◆ **Dataset records**

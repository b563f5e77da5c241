//! Action scripts.
//!
//! A script is a JSON array of store actions in their tagged form:
//!
//! ```json
//! [
//!   { "action": "initialize_building", "template": "warehouse" },
//!   { "action": "update_dimensions", "width": 30.0 },
//!   { "action": "undo" }
//! ]
//! ```
//!
//! Replaying a script dispatches every action in order. Skipped actions are
//! collected rather than treated as errors.

use std::path::Path;

use anyhow::Context;
use serde::Serialize;
use tracing::{debug, info, info_span};

use bcfg_model::{BuildingConfig, TemplateType, ViewMode};
use bcfg_store::{Action, ConfiguratorStore, Outcome};

/// Result of replaying a script.
#[derive(Debug, Clone, PartialEq, Serialize)]
pub struct ReplayReport {
    pub total: usize,
    pub applied: usize,
    pub skipped: Vec<SkippedAction>,
    pub history_len: usize,
    /// `None` when the history is empty.
    pub history_index: Option<usize>,
    pub can_undo: bool,
    pub can_redo: bool,
    pub selected_template: Option<TemplateType>,
    pub active_panel: String,
    pub view_mode: ViewMode,
    pub building: Option<BuildingConfig>,
}

#[derive(Debug, Clone, Copy, PartialEq, Eq, Serialize)]
pub struct SkippedAction {
    /// Zero-based position in the script.
    pub index: usize,
    pub action: &'static str,
    pub reason: &'static str,
}

impl ReplayReport {
    fn from_store(store: &ConfiguratorStore, total: usize, skipped: Vec<SkippedAction>) -> Self {
        let state = store.state();
        Self {
            total,
            applied: total - skipped.len(),
            skipped,
            history_len: state.history_len(),
            history_index: state.history_index(),
            can_undo: state.can_undo(),
            can_redo: state.can_redo(),
            selected_template: state.selected_template(),
            active_panel: state.active_panel().to_string(),
            view_mode: state.view_mode(),
            building: state.building_config().cloned(),
        }
    }
}

/// Parse a script from JSON text.
///
/// # Errors
///
/// Returns an error naming the offending position when the text is not an
/// array of known actions.
pub fn parse_script(content: &str) -> anyhow::Result<Vec<Action>> {
    serde_json::from_str(content).context("script must be a JSON array of actions")
}

/// Read and parse a script file.
///
/// # Errors
///
/// Returns an error if the file cannot be read or parsed.
pub fn load_script(path: &Path) -> anyhow::Result<Vec<Action>> {
    let content = std::fs::read_to_string(path)
        .with_context(|| format!("read script {}", path.display()))?;
    parse_script(&content).with_context(|| format!("parse script {}", path.display()))
}

/// Dispatch every action to `store` in order.
pub fn replay(store: &mut ConfiguratorStore, actions: Vec<Action>) -> ReplayReport {
    let span = info_span!("replay", actions = actions.len());
    let _guard = span.enter();

    let total = actions.len();
    let mut skipped = Vec::new();
    for (index, action) in actions.into_iter().enumerate() {
        let name = action.name();
        match store.dispatch(action) {
            Outcome::Applied => {}
            Outcome::Skipped(reason) => {
                debug!(index, action = name, reason = reason.as_str(), "script action skipped");
                skipped.push(SkippedAction {
                    index,
                    action: name,
                    reason: reason.as_str(),
                });
            }
        }
    }

    let report = ReplayReport::from_store(store, total, skipped);
    info!(
        applied = report.applied,
        skipped = report.skipped.len(),
        history_len = report.history_len,
        "replay finished"
    );
    report
}

#[cfg(test)]
mod tests {
    use super::*;

    #[test]
    fn empty_script_is_valid() {
        assert!(parse_script("[]").expect("parse").is_empty());
    }

    #[test]
    fn object_is_not_a_script() {
        let error = parse_script(r#"{ "action": "undo" }"#).expect_err("not an array");
        assert!(format!("{error:#}").contains("JSON array"));
    }

    #[test]
    fn unknown_action_rejected() {
        assert!(parse_script(r#"[{ "action": "paint_it_black" }]"#).is_err());
    }
}
//! Colour picker messages.

use bcfg_model::ColorSlot;

#[derive(Debug, Clone, PartialEq, Eq)]
pub enum ColorPickerMessage {
    /// Trigger button clicked; toggles the popover for this slot.
    Toggled(ColorSlot),

    /// Popover dismissed without a choice.
    Dismissed,

    /// Palette entry chosen. Carries the RAL code.
    Chosen { slot: ColorSlot, code: String },
}
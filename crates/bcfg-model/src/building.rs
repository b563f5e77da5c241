//! The building configuration aggregate.
//!
//! A [`BuildingConfig`] is treated as an immutable value: the store replaces it
//! wholesale on every change and keeps earlier values as history snapshots.

use serde::{Deserialize, Serialize};

use crate::enums::{AccessoryKind, OpeningType, RoofOrientation, RoofType, Wall};
use crate::template::TemplateType;

/// Full description of one configured building.
#[derive(Debug, Clone, PartialEq, Serialize, Deserialize)]
pub struct BuildingConfig {
    /// Template the configuration was created from.
    pub template_type: TemplateType,
    pub dimensions: Dimensions,
    /// Frame type identifier (see [`crate::FRAME_TYPES`]).
    pub frame_type: String,
    pub roof: RoofConfig,
    pub colors: ColorScheme,
    /// Overhead crane. `None` means no crane, never a zero capacity.
    #[serde(default, skip_serializing_if = "Option::is_none")]
    pub crane: Option<Crane>,
    #[serde(default)]
    pub openings: Vec<Opening>,
    #[serde(default)]
    pub accessories: Vec<Accessory>,
}

impl BuildingConfig {
    /// Number of openings carrying the given identifier.
    pub fn opening_count(&self, id: &str) -> usize {
        self.openings.iter().filter(|o| o.id == id).count()
    }

    /// Number of accessories carrying the given identifier.
    pub fn accessory_count(&self, id: &str) -> usize {
        self.accessories.iter().filter(|a| a.id == id).count()
    }
}

/// Main building dimensions, in metres.
#[derive(Debug, Clone, PartialEq, Serialize, Deserialize)]
pub struct Dimensions {
    pub width: f64,
    pub length: f64,
    /// Bays along the length as `N*M` (N bays of M metres).
    pub bays_pattern: String,
    pub eave_height: f64,
}

#[derive(Debug, Clone, PartialEq, Serialize, Deserialize)]
pub struct RoofConfig {
    #[serde(rename = "type")]
    pub roof_type: RoofType,
    /// Slope as offered by [`crate::SLOPE_OPTIONS`], e.g. `1:10`.
    pub slope: String,
    #[serde(default, skip_serializing_if = "Option::is_none")]
    pub orientation: Option<RoofOrientation>,
}

/// Colour assignment per building part. Values are RAL codes or names.
#[derive(Debug, Clone, PartialEq, Eq, Serialize, Deserialize)]
pub struct ColorScheme {
    pub wall_panels: String,
    pub roof_panels: String,
    pub accessories: String,
    pub flashing: String,
    pub base_plate: String,
    pub primary_structure: String,
    pub secondary_structure: String,
}

#[derive(Debug, Clone, Copy, PartialEq, Serialize, Deserialize)]
pub struct Crane {
    /// Lifting capacity in tonnes.
    pub capacity: f64,
}

/// A wall penetration (door, window, ...).
#[derive(Debug, Clone, PartialEq, Eq, Serialize, Deserialize)]
pub struct Opening {
    pub id: String,
    #[serde(rename = "type")]
    pub opening_type: OpeningType,
    pub wall: Wall,
}

impl Opening {
    pub fn new(id: impl Into<String>, opening_type: OpeningType, wall: Wall) -> Self {
        Self {
            id: id.into(),
            opening_type,
            wall,
        }
    }
}

/// An add-on building component.
#[derive(Debug, Clone, PartialEq, Eq, Serialize, Deserialize)]
pub struct Accessory {
    pub id: String,
    pub kind: AccessoryKind,
    #[serde(default, skip_serializing_if = "Option::is_none")]
    pub wall: Option<Wall>,
}

impl Accessory {
    pub fn new(id: impl Into<String>, kind: AccessoryKind) -> Self {
        Self {
            id: id.into(),
            kind,
            wall: None,
        }
    }

    #[must_use]
    pub fn on_wall(mut self, wall: Wall) -> Self {
        self.wall = Some(wall);
        self
    }
}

◆ **What is being asked**
Where does "given" appear in the records above? Copy every line that has it.

◆ **Output for this exercise**
    /// Number of openings carrying the given identifier.
    /// Number of accessories carrying the given identifier.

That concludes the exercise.